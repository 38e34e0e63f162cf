//! Arena allocation, reference counting, and free dispatch.
//!
//! An arena is a raw byte region described by a [`SharedInfo`] record: an
//! optional free callback, opaque user data for that callback, and an atomic
//! reference count. Self-allocated arenas co-locate the `SharedInfo` at the
//! front of the data block (one allocation); take-ownership arenas box it
//! separately; user-owned arenas have none at all.
//!
//! Combined allocations place the descriptor, the `SharedInfo`, and the data
//! region in a single block. Such a block has two independent claimants (the
//! descriptor and the arena refcount), so it is released through a two-flag
//! protocol: whichever claim is dropped last deallocates the block.

use super::{BufKind, Node, FLAG_COMBINED};
use crate::Error;
use std::{
    alloc::{alloc, alloc_zeroed, dealloc, Layout},
    mem::{align_of, offset_of, size_of},
    ptr::{self, addr_of_mut, NonNull},
    sync::atomic::{AtomicU32, AtomicU8, Ordering},
};

/// Free callback invoked exactly once when an arena's reference count
/// reaches zero.
///
/// Called with the arena base pointer and the user data registered at
/// creation. The callback must not panic: it runs during drops, where a
/// panic aborts the process.
pub type FreeFn = unsafe fn(buf: *mut u8, user_data: *mut ());

/// Shared arena metadata.
///
/// Lives either at the front of a self-allocated data block
/// (`co_located == true`), boxed on its own (take-ownership arenas), or
/// inside a [`CombinedStorage`] block.
pub(crate) struct SharedInfo {
    pub(crate) free_fn: Option<FreeFn>,
    pub(crate) user_data: *mut (),
    pub(crate) refcount: AtomicU32,
    /// Whether this record sits at the head of the data block it describes.
    co_located: bool,
}

impl SharedInfo {
    /// Register one more descriptor aliasing the arena.
    #[inline]
    pub(crate) fn incref(&self) {
        self.refcount.fetch_add(1, Ordering::Relaxed);
    }

    /// Drop one aliasing descriptor. Returns true if this was the last
    /// reference; the caller must then free the arena exactly once.
    ///
    /// Acquire-release so the freeing thread observes every prior write to
    /// the arena bytes and metadata.
    #[inline]
    pub(crate) fn decref(&self) -> bool {
        self.refcount.fetch_sub(1, Ordering::AcqRel) == 1
    }
}

/// A freshly allocated self-managed arena: `[SharedInfo | data]`.
pub(crate) struct ArenaAlloc {
    pub(crate) info: NonNull<SharedInfo>,
    pub(crate) buf: NonNull<u8>,
    pub(crate) capacity: u32,
}

/// Round a requested allocation size up to an allocator-friendly size.
///
/// Small requests round to the next power of two (with a 64-byte floor);
/// requests past a page round to a page multiple.
pub(crate) fn good_size(min: usize) -> Result<usize, Error> {
    const PAGE: usize = 4096;
    if min <= 64 {
        return Ok(64);
    }
    if min <= PAGE {
        return Ok(min.next_power_of_two());
    }
    let rounded = min.checked_add(PAGE - 1).ok_or(Error::Overflow)? / PAGE * PAGE;
    Ok(rounded)
}

/// Layout of a co-located `[SharedInfo | data]` block with `capacity` data
/// bytes.
fn co_located_layout(capacity: u32) -> Layout {
    Layout::from_size_align(
        size_of::<SharedInfo>() + capacity as usize,
        align_of::<SharedInfo>(),
    )
    .expect("arena layout was valid at allocation")
}

/// Allocate a zeroed arena of at least `min_capacity` data bytes, with its
/// `SharedInfo` co-located at the front of the block and a refcount of one.
pub(crate) fn alloc_arena(min_capacity: usize) -> Result<ArenaAlloc, Error> {
    let header = size_of::<SharedInfo>();
    let total = good_size(header.checked_add(min_capacity).ok_or(Error::Overflow)?)?;
    let capacity = total - header;
    if capacity > u32::MAX as usize {
        return Err(Error::Overflow);
    }
    let layout =
        Layout::from_size_align(total, align_of::<SharedInfo>()).map_err(|_| Error::Overflow)?;
    // SAFETY: the layout has non-zero size (the header alone is non-empty).
    let block = unsafe { alloc_zeroed(layout) };
    let Some(block) = NonNull::new(block) else {
        return Err(Error::OutOfMemory);
    };
    let info = block.cast::<SharedInfo>();
    // SAFETY: the block is valid for a SharedInfo write at its base.
    unsafe {
        info.as_ptr().write(SharedInfo {
            free_fn: None,
            user_data: ptr::null_mut(),
            refcount: AtomicU32::new(1),
            co_located: true,
        });
    }
    // SAFETY: header < total, so the data region starts inside the block.
    let buf = unsafe { NonNull::new_unchecked(block.as_ptr().add(header)) };
    Ok(ArenaAlloc {
        info,
        buf,
        capacity: capacity as u32,
    })
}

/// Free an arena whose reference count has reached zero.
///
/// `buf` and `capacity` are the releasing descriptor's cached copies of the
/// arena fields. `free_boxed_info` reflects the descriptor's
/// `FLAG_FREE_SHARED_INFO`: the `SharedInfo` was boxed separately and must
/// be dropped after the data region is released.
pub(crate) unsafe fn free_arena(
    info: *mut SharedInfo,
    buf: *mut u8,
    capacity: u32,
    free_boxed_info: bool,
) {
    if let Some(free_fn) = (*info).free_fn {
        free_fn(buf, (*info).user_data);
    } else if (*info).co_located {
        dealloc(info as *mut u8, co_located_layout(capacity));
    } else {
        // Take-ownership arena with no callback: the region came from the
        // system allocator.
        libc::free(buf as *mut libc::c_void);
    }
    if free_boxed_info {
        dealloc_shared_info(info);
    }
}

/// Allocate (uninitialized) space for one descriptor node.
pub(crate) fn alloc_node() -> Result<NonNull<Node>, Error> {
    // SAFETY: Node has non-zero size.
    let ptr = unsafe { alloc(Layout::new::<Node>()) };
    NonNull::new(ptr.cast::<Node>()).ok_or(Error::OutOfMemory)
}

/// Release a separately allocated descriptor node.
pub(crate) unsafe fn dealloc_node(node: NonNull<Node>) {
    dealloc(node.as_ptr().cast::<u8>(), Layout::new::<Node>());
}

/// Allocate a separately boxed `SharedInfo` (take-ownership arenas).
pub(crate) fn alloc_shared_info(
    free_fn: Option<FreeFn>,
    user_data: *mut (),
) -> Result<NonNull<SharedInfo>, Error> {
    // SAFETY: SharedInfo has non-zero size.
    let ptr = unsafe { alloc(Layout::new::<SharedInfo>()) };
    let Some(info) = NonNull::new(ptr.cast::<SharedInfo>()) else {
        return Err(Error::OutOfMemory);
    };
    // SAFETY: the allocation is valid for a SharedInfo write.
    unsafe {
        info.as_ptr().write(SharedInfo {
            free_fn,
            user_data,
            refcount: AtomicU32::new(1),
            co_located: false,
        });
    }
    Ok(info)
}

/// Release a separately boxed `SharedInfo`.
pub(crate) unsafe fn dealloc_shared_info(info: *mut SharedInfo) {
    dealloc(info.cast::<u8>(), Layout::new::<SharedInfo>());
}

/// Storage claim: the descriptor is still alive.
const STORAGE_NODE: u8 = 1 << 0;
/// Storage claim: the arena refcount has not reached zero.
const STORAGE_ARENA: u8 = 1 << 1;

/// A combined allocation: descriptor, arena metadata, and data region in one
/// block, laid out as `[flags, alloc_size, Node, SharedInfo | data]`.
#[repr(C)]
pub(crate) struct CombinedStorage {
    /// Outstanding claims on the block ([`STORAGE_NODE`] | [`STORAGE_ARENA`]).
    flags: AtomicU8,
    /// Total block size, kept so the releasing party can rebuild the layout.
    alloc_size: usize,
    node: Node,
    shared: SharedInfo,
}

/// Free trampoline for combined arenas: `user_data` is the storage block.
/// Ignores the buffer pointer; releases the arena's claim on the block.
unsafe fn free_combined(_buf: *mut u8, user_data: *mut ()) {
    release_storage(user_data as *mut CombinedStorage, STORAGE_ARENA);
}

/// Clear one claim bit on a combined block; whoever clears the last bit
/// deallocates. Acquire-release so the deallocating party synchronizes with
/// the other release.
unsafe fn release_storage(storage: *mut CombinedStorage, bit: u8) {
    let prev = (*storage).flags.fetch_and(!bit, Ordering::AcqRel);
    debug_assert_ne!(prev & bit, 0, "storage claim released twice");
    if prev == bit {
        let layout =
            Layout::from_size_align((*storage).alloc_size, align_of::<CombinedStorage>())
                .expect("storage layout was valid at allocation");
        dealloc(storage.cast::<u8>(), layout);
    }
}

/// Drop the descriptor claim on the combined block containing `node`.
pub(crate) unsafe fn release_combined_node(node: NonNull<Node>) {
    let storage = node
        .as_ptr()
        .cast::<u8>()
        .sub(offset_of!(CombinedStorage, node))
        .cast::<CombinedStorage>();
    release_storage(storage, STORAGE_NODE);
}

/// Allocate a combined block with at least `min_capacity` zeroed data bytes
/// and initialize the descriptor as an empty singleton. Returns the node.
pub(crate) fn alloc_combined(min_capacity: usize) -> Result<NonNull<Node>, Error> {
    let header = size_of::<CombinedStorage>();
    let total = good_size(header.checked_add(min_capacity).ok_or(Error::Overflow)?)?;
    let capacity = total - header;
    if capacity > u32::MAX as usize {
        return Err(Error::Overflow);
    }
    let layout = Layout::from_size_align(total, align_of::<CombinedStorage>())
        .map_err(|_| Error::Overflow)?;
    // SAFETY: the layout has non-zero size.
    let block = unsafe { alloc_zeroed(layout) };
    let Some(block) = NonNull::new(block) else {
        return Err(Error::OutOfMemory);
    };
    let storage = block.as_ptr().cast::<CombinedStorage>();
    // SAFETY: field writes stay within the freshly allocated block; the data
    // region starts right after the header and is already zeroed.
    unsafe {
        let buf = block.as_ptr().add(header);
        addr_of_mut!((*storage).flags).write(AtomicU8::new(STORAGE_NODE | STORAGE_ARENA));
        addr_of_mut!((*storage).alloc_size).write(total);
        let shared = addr_of_mut!((*storage).shared);
        shared.write(SharedInfo {
            free_fn: Some(free_combined),
            user_data: storage as *mut (),
            refcount: AtomicU32::new(1),
            co_located: false,
        });
        let node = addr_of_mut!((*storage).node);
        let node_nn = NonNull::new_unchecked(node);
        node.write(Node {
            next: node_nn,
            prev: node_nn,
            data: buf,
            buf,
            length: 0,
            capacity: capacity as u32,
            flags: AtomicU8::new(FLAG_COMBINED),
            kind: BufKind::Combined,
            shared,
        });
        Ok(node_nn)
    }
}

#[cfg(test)]
mod tests {
    use super::*;

    #[test]
    fn test_good_size_rounding() {
        assert_eq!(good_size(0).unwrap(), 64);
        assert_eq!(good_size(1).unwrap(), 64);
        assert_eq!(good_size(64).unwrap(), 64);
        assert_eq!(good_size(65).unwrap(), 128);
        assert_eq!(good_size(4096).unwrap(), 4096);
        assert_eq!(good_size(4097).unwrap(), 8192);
        assert_eq!(good_size(10_000).unwrap(), 12_288);
    }

    #[test]
    fn test_good_size_overflow() {
        assert_eq!(good_size(usize::MAX), Err(Error::Overflow));
    }

    #[test]
    fn test_arena_zeroed_and_counted() {
        let arena = alloc_arena(100).unwrap();
        assert!(arena.capacity as usize >= 100);
        // SAFETY: the data region is capacity bytes, zero-initialized.
        let data = unsafe {
            std::slice::from_raw_parts(arena.buf.as_ptr(), arena.capacity as usize)
        };
        assert!(data.iter().all(|&b| b == 0));
        // SAFETY: info is live until freed below; the refcount is dropped to
        // zero first, as free_arena requires.
        unsafe {
            assert!(arena.info.as_ref().decref());
            free_arena(arena.info.as_ptr(), arena.buf.as_ptr(), arena.capacity, false);
        }
    }

    #[test]
    fn test_shared_info_refcount() {
        let info = alloc_shared_info(None, std::ptr::null_mut()).unwrap();
        // SAFETY: info is live until deallocated below.
        unsafe {
            info.as_ref().incref();
            assert!(!info.as_ref().decref());
            assert!(info.as_ref().decref());
            dealloc_shared_info(info.as_ptr());
        }
    }
}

▬▬▬▬▬▬

_Task statement_: Show the lines above that include "must".

_Solution to this exercise_:
/// creation. The callback must not panic: it runs during drops, where a
    /// reference; the caller must then free the arena exactly once.
/// `FLAG_FREE_SHARED_INFO`: the `SharedInfo` was boxed separately and must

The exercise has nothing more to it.